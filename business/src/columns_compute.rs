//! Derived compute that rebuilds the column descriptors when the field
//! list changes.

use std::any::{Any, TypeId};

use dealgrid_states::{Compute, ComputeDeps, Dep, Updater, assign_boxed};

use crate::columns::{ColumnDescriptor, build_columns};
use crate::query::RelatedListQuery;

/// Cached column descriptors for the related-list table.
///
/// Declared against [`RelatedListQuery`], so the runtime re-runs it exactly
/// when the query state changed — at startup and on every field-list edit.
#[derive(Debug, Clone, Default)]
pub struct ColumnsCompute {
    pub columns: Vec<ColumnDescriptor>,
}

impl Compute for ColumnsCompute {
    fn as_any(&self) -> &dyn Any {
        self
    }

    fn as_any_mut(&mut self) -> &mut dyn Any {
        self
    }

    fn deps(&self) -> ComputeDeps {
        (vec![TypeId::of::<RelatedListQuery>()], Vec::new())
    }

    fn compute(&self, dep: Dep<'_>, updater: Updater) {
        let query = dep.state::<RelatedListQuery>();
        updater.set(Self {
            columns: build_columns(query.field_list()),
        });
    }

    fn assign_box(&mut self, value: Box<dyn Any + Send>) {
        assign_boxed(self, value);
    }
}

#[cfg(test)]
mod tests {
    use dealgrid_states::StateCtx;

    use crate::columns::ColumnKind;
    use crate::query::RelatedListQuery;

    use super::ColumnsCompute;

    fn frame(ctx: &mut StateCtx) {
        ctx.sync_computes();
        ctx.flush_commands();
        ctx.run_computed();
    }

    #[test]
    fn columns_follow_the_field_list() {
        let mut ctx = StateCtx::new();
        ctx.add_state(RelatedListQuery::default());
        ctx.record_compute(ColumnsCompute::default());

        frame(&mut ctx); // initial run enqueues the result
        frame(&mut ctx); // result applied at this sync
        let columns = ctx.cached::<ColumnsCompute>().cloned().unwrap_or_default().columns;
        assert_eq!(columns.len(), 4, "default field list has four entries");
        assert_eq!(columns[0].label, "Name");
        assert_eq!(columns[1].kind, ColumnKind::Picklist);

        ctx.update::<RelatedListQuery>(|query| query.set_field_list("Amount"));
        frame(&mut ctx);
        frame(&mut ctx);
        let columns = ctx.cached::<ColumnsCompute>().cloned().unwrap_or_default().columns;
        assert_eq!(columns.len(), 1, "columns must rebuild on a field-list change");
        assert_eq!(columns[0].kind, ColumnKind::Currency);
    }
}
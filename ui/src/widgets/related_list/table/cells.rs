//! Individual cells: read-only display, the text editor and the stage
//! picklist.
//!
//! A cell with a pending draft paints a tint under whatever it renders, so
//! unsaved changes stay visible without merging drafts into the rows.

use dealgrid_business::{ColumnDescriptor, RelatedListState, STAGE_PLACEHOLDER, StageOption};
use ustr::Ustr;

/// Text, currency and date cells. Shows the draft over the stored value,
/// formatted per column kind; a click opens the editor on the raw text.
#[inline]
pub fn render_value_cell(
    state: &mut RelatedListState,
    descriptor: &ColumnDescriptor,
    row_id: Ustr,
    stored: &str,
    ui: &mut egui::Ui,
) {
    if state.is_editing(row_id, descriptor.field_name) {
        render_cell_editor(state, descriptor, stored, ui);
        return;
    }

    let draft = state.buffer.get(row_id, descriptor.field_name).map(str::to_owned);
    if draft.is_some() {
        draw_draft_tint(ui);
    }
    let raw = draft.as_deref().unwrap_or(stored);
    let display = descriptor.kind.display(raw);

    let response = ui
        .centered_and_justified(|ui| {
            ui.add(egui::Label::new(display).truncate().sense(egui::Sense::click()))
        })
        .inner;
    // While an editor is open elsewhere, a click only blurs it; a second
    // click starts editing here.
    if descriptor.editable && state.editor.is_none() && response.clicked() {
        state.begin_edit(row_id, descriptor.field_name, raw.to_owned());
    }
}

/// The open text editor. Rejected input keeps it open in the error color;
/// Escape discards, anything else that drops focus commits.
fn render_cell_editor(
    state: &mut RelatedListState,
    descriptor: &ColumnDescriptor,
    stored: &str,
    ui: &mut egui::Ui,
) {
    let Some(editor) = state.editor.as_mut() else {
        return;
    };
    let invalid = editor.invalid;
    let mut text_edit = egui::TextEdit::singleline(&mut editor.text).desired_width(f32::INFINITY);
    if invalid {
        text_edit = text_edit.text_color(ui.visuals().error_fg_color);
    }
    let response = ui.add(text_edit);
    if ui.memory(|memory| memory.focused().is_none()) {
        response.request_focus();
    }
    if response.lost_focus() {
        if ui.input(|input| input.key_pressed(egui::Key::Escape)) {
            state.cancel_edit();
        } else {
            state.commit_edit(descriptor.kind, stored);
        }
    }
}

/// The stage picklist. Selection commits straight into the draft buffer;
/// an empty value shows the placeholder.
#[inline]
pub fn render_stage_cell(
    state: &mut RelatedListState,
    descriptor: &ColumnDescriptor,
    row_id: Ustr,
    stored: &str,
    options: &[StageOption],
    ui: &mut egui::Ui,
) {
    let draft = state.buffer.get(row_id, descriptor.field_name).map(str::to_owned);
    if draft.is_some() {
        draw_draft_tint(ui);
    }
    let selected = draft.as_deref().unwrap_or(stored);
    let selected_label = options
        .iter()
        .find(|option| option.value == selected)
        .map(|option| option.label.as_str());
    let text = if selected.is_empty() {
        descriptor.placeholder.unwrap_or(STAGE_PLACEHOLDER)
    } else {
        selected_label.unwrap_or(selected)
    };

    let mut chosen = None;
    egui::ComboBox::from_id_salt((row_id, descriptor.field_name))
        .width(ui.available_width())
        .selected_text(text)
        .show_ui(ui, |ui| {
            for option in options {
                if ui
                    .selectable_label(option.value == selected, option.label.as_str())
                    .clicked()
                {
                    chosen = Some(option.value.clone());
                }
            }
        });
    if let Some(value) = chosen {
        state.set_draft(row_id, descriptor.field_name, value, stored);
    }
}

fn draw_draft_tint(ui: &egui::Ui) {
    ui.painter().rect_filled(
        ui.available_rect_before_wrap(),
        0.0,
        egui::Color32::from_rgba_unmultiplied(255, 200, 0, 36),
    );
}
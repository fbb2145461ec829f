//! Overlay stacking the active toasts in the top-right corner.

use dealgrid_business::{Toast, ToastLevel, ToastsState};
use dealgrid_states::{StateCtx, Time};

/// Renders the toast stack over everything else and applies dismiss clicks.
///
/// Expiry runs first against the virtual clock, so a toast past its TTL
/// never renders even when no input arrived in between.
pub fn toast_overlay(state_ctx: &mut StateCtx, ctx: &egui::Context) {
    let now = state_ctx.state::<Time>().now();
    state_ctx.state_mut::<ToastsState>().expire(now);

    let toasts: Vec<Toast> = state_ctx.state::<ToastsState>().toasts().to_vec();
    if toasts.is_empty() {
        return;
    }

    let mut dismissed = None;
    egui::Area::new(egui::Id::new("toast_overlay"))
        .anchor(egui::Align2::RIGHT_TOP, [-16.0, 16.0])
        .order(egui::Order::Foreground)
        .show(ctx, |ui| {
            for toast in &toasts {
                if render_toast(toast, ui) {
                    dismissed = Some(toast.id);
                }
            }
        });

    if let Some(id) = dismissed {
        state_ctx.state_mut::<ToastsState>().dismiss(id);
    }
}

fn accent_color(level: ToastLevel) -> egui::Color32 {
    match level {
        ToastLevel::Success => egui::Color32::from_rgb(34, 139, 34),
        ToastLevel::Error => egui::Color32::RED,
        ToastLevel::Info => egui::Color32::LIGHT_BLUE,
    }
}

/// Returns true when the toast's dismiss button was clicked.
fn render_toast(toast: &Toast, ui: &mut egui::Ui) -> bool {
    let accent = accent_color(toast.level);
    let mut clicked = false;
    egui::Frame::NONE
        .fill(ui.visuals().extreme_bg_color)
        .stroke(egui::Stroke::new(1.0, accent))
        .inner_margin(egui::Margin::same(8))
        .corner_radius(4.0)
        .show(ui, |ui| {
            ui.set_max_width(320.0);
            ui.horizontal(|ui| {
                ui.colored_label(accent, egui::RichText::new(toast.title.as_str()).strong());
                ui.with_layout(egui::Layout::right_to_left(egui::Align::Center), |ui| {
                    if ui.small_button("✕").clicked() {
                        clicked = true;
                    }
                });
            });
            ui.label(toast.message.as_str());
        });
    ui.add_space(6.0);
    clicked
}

━━━

* TASK INSTRUCTIONS *
Only lines that contain the string "clicked" count; pick each one out of the records and copy it.

* EXPECTED OUTPUT *
    if descriptor.editable && state.editor.is_none() && response.clicked() {
                    .clicked()
/// Returns true when the toast's dismiss button was clicked.
    let mut clicked = false;
                    if ui.small_button("✕").clicked() {
                        clicked = true;
    clicked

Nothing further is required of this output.